Die Transformation zur Klimaneutralität belastet Haushalte ungleich. Preissteigerungen, CO₂-Bepreisung und regionale Strukturbrüche schaffen Angriffsflächen. Klimaschutz werde „vielfach in das übergeordnete Narrativ einer zunehmenden und undemokratischen staatlichen Repression eingebettet“. Der Bericht warnt vor wachsender Radikalisierung. Sicherheitspolitik muss deshalb soziale Flankierung als Prävention begreifen.
Am Ende stehen vier Linien, keine simplen Rezepte: Schnellere, sozial gerechte Dekarbonisierung, ambitionierte Klimadiplomatie, der Aufbau nationaler Resilienz gegen Hitze, Dürre und Extremwetter sowie die Unterstützung fragiler Staaten, bevor Krisen Europa erreichen. Leitmotiv bleibt der Satz: „Wer Sicherheit denkt, muss Klima mitdenken.“ Die Konsequenz: Sicherheits-, Klima-, Sozial- und Digitalpolitik müssen zusammengeführt werden. Als integrierte Antwort auf eine Krise, die physische, soziale und technologische Druckpunkte miteinander verknüpft.
Sicherheit und Klima gehen Hand in Hand
Hitze erweist sich damit als politischer, gesellschaftlicher und technologischer Stressfaktor. Ein Katalysator für Risiken, die längst im System wirken. Die Klimakrise verändert Machtverhältnisse, verschärft soziale Spannungen und macht Gesellschaften manipulationsanfälliger. Deutschland steht vor einer Realität, in der Extremwetter, Cyberangriffe und Desinformation nicht mehr getrennt betrachtet werden können. Sicherheit im 21. Jahrhundert heißt, klimatische Veränderungen als strategische Herausforderung zu begreifen und Resilienz zu organisieren, bevor Krisen wirken.
Hitze entwickelt sich zum sicherheitspolitischen Faktor. Extremwetter, Desinformation und geopolitische Risiken verstärken sich gegenseitig. Deutschlands Verwundbarkeit wächst, von überlasteten Netzen bis hin zu globalen Konflikten. Sicherheitspolitik muss Klima als strategischen Kern begreifen, vorbeugende Maßnahmen stärken und Resilienz in Infrastruktur, Gesellschaft und Diplomatie aufbauen.

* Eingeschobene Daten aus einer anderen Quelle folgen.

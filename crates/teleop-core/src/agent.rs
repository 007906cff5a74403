//! Robot topologies and projection of control state into joint commands.
//!
//! The action vector layout is fixed per topology and consumed positionally by
//! the simulator, so element order here is part of the contract.

use std::fmt;

use crate::ControlState;

/// Fixed arm pose for the youbot, before gripper offsets are applied.
const YOUBOT_ARM_BASE: [f64; 6] = [0.0, 0.5, 0.3, -0.1, 0.2, 0.0];

/// Youbot finger joint command when open. Closed is the negation.
const YOUBOT_GRIPPER_OPEN: f64 = 0.5;

/// Kinematic topology of the controlled robot.
///
/// Resolved once from the simulator's agent name, then used every tick to lay
/// out the action vector.
#[derive(Debug, Clone, PartialEq, Eq)]
pub enum AgentKind {
    /// Two-wheeled differential drive (`pioneer2dx_noplugin`, `turtlebot`).
    DiffDrive,
    /// Mobile manipulator with arm, gripper and four wheels.
    Youbot,
    /// Four-caster base with paired wheel joints.
    Pr2,
    /// Agent with no keyboard mapping. Projects to an empty vector.
    Unsupported(String),
}

impl AgentKind {
    /// Resolve an agent name.
    ///
    /// Unknown names resolve to [`AgentKind::Unsupported`] and emit a single
    /// informational event.
    pub fn from_name(name: &str) -> Self {
        match name {
            "pioneer2dx_noplugin" | "turtlebot" => Self::DiffDrive,
            "youbot" | "youbot_noplugin" => Self::Youbot,
            "pr2" | "pr2_noplugin" => Self::Pr2,
            other => {
                tracing::info!(agent_type = other, "agent type not supported yet: {other}");
                Self::Unsupported(other.to_owned())
            },
        }
    }

    /// Length of the action vector produced by [`AgentKind::project`].
    pub fn action_len(&self) -> usize {
        match self {
            Self::DiffDrive => 2,
            Self::Youbot => 13,
            Self::Pr2 => 8,
            Self::Unsupported(_) => 0,
        }
    }

    /// Whether a keyboard mapping exists for this agent.
    pub fn is_supported(&self) -> bool {
        !matches!(self, Self::Unsupported(_))
    }

    /// Lay out `state` as this agent's action vector.
    pub fn project(&self, state: &ControlState) -> Vec<f64> {
        match self {
            Self::DiffDrive => diff_drive_action(state),
            Self::Youbot => youbot_action(state),
            Self::Pr2 => pr2_action(state),
            Self::Unsupported(_) => Vec::new(),
        }
    }
}

impl fmt::Display for AgentKind {
    fn fmt(&self, f: &mut fmt::Formatter<'_>) -> fmt::Result {
        match self {
            Self::DiffDrive => write!(f, "diff-drive"),
            Self::Youbot => write!(f, "youbot"),
            Self::Pr2 => write!(f, "pr2"),
            Self::Unsupported(name) => write!(f, "unsupported ({name})"),
        }
    }
}

/// `[left, right]`.
fn diff_drive_action(state: &ControlState) -> Vec<f64> {
    vec![state.left_wheel(), state.right_wheel()]
}

/// Six arm joints, palm, two fingers, then wheels `bl, br, fl, fr`.
fn youbot_action(state: &ControlState) -> Vec<f64> {
    let [x, y, _] = state.gripper_offset;
    let gripper =
        if state.gripper_open { YOUBOT_GRIPPER_OPEN } else { -YOUBOT_GRIPPER_OPEN };
    let (left, right) = (state.left_wheel(), state.right_wheel());

    let mut arm = YOUBOT_ARM_BASE;
    arm[1] += y;
    arm[3] += x;

    let mut actions = Vec::with_capacity(13);
    actions.extend_from_slice(&arm);
    actions.push(0.0);
    actions.extend_from_slice(&[gripper, gripper]);
    actions.extend_from_slice(&[left, right, left, right]);
    actions
}

/// Each caster drives two joints: `fl, fl, fr, fr, bl, bl, br, br`.
fn pr2_action(state: &ControlState) -> Vec<f64> {
    let (left, right) = (state.left_wheel(), state.right_wheel());
    vec![left, left, right, right, left, left, right, right]
}
//! Core value types.
//!
//! - `PieceKind` and `Color` - piece kinds, colors and the token alias table
//! - `Square` - 0x88 board square
//! - `Move`, `MoveResult` and `MoveList` - move representation

mod moves;
mod piece;
mod square;

pub use moves::{Move, MoveList, MoveResult};
pub use piece::{piece_from_char, resolve_piece_token, Color, PieceKind, PROMOTION_KINDS};
pub use square::{square_index, valid_square, Square, BOARD_SLOTS};
use super::error::{FenError, PositionError};
use super::{piece_from_char, Color, PieceKind, Position, Square};

/// FEN of the standard initial position.
pub const START_FEN: &str = "rnbqkbnr/pppppppp/8/8/8/8/PPPPPPPP/RNBQKBNR w KQkq - 0 1";

/// Everything read from position text, gathered before the position is touched.
struct ParsedText {
    placements: Vec<(Square, Color, PieceKind)>,
    side_to_move: Option<Color>,
    en_passant_target: Option<Square>,
}

impl Position {
    /// Build a position from FEN text in strict mode.
    pub fn try_from_fen(fen: &str) -> Result<Self, PositionError> {
        let mut position = Position::new();
        position.load_from_text(fen, true)?;
        Ok(position)
    }

    /// Replace the current position with one read from FEN text.
    ///
    /// With `strict`, malformed text fails with
    /// [`PositionError::MalformedPositionText`] and the position is left
    /// unchanged. Otherwise problems are logged and skipped: unknown piece
    /// letters and squares past the h-file are ignored, an unreadable side to
    /// move leaves it unset, an unreadable en passant field clears it.
    /// Castling and clock fields are accepted and ignored.
    pub fn load_from_text(&mut self, text: &str, strict: bool) -> Result<(), PositionError> {
        let parsed = parse_text(text, strict)?;
        self.clear();
        for (square, color, kind) in parsed.placements {
            self.put_piece(square, color, kind);
        }
        self.side_to_move = parsed.side_to_move;
        self.en_passant_target = parsed.en_passant_target;
        log::debug!("loaded position '{text}'");
        Ok(())
    }

    /// Convert the position to FEN notation.
    ///
    /// Castling rights are always written as `-` and the clocks as `0 1`.
    /// An unset side to move is written as `-`.
    #[must_use]
    pub fn to_fen(&self) -> String {
        let mut rows: Vec<String> = Vec::with_capacity(8);
        for rank in (0..8).rev() {
            let mut row = String::new();
            let mut empty = 0;
            for file in 0..8 {
                let piece = Square::new(file, rank).and_then(|sq| self.occupant(sq));
                if let Some(piece) = piece {
                    if empty > 0 {
                        row.push_str(&empty.to_string());
                        empty = 0;
                    }
                    row.push(piece.symbol());
                } else {
                    empty += 1;
                }
            }
            if empty > 0 {
                row.push_str(&empty.to_string());
            }
            rows.push(row);
        }

        let active = match self.side_to_move {
            Some(Color::White) => "w",
            Some(Color::Black) => "b",
            None => "-",
        };
        let ep = self
            .en_passant_target
            .map_or_else(|| "-".to_string(), |sq| sq.to_string());

        format!("{} {} - {} 0 1", rows.join("/"), active, ep)
    }
}

fn parse_text(text: &str, strict: bool) -> Result<ParsedText, FenError> {
    let parts: Vec<&str> = text.split_whitespace().collect();
    if parts.len() < 4 {
        if strict {
            return Err(FenError::TooFewParts { found: parts.len() });
        }
        log::warn!("position text has {} fields, expected at least 4", parts.len());
    }

    let board = parts.first().copied().unwrap_or("");
    let ranks: Vec<&str> = board.split('/').collect();
    if ranks.len() != 8 {
        if strict {
            return Err(FenError::WrongRankCount { found: ranks.len() });
        }
        log::warn!("board field has {} ranks, expected 8", ranks.len());
    }

    let mut placements = Vec::new();
    for (rank_idx, rank_str) in ranks.iter().take(8).enumerate() {
        let rank = 7 - rank_idx as u8;
        let mut file: usize = 0;
        for c in rank_str.chars() {
            if let Some(skip) = c.to_digit(10) {
                file += skip as usize;
                continue;
            }
            match piece_from_char(c) {
                Some((color, kind)) => {
                    match u8::try_from(file).ok().and_then(|f| Square::new(f, rank)) {
                        Some(square) => placements.push((square, color, kind)),
                        None if strict => {
                            return Err(FenError::TooManyFiles {
                                rank: rank_idx,
                                files: file + 1,
                            })
                        }
                        None => log::warn!("ignoring '{c}' past the h-file in rank {rank_idx}"),
                    }
                }
                None if strict => return Err(FenError::InvalidPiece { char: c }),
                None => log::warn!("ignoring unknown piece '{c}'"),
            }
            file += 1;
        }
    }

    let side_to_move = match parts.get(1).copied() {
        Some("w") => Some(Color::White),
        Some("b") => Some(Color::Black),
        other => {
            let found = other.unwrap_or("").to_string();
            if strict {
                return Err(FenError::InvalidSideToMove { found });
            }
            log::warn!("side to move '{found}' not understood, leaving it unset");
            None
        }
    };

    let en_passant_target = match parts.get(3).copied() {
        None | Some("-") => None,
        Some(field) => match field.parse::<Square>() {
            Ok(square) => Some(square),
            Err(_) if strict => {
                return Err(FenError::InvalidEnPassant {
                    found: field.to_string(),
                })
            }
            Err(_) => {
                log::warn!("en passant square '{field}' not understood, clearing it");
                None
            }
        },
    };

    Ok(ParsedText {
        placements,
        side_to_move,
        en_passant_target,
    })
}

„Ein erneuerbares Energiesystem ist nicht nur für das Klima gut“, sagt die Politökonomin und Transformationsforscherin Maja Göpel mit Blick auf den Iran-Krieg. „Es erlaubt eine andere Unabhängigkeit, weniger Erpressbarkeit und Versorgungssicherheit.“
Die wissenschaftliche Politikberaterin plädiert dafür, Sicherheit ganzheitlich zu denken, und wirft die Frage auf: „Wie viel Klima ist gerade in der Außenpolitik und in der Verteidigungspolitik in Deutschland vorhanden?“ Ihr Resümee: „Ich habe nicht das Gefühl, dass Klima eine Perspektive ist, mit der geschaut wird.“
Immerhin tue der Umweltminister sein Möglichstes, gerade wenn es um europäische Gesetzesänderungen gehe. Die Podcast-Hosterin erwartet von den Handelnden, mit offenen Karten zu spielen. Insbesondere, nicht irgendwann anzukündigen: „Wir verschieben die Klimaziele“ – ohne dazu zu sagen, „was ihr damit an zusätzlichen Risiken und Schäden in Kauf nehmt“.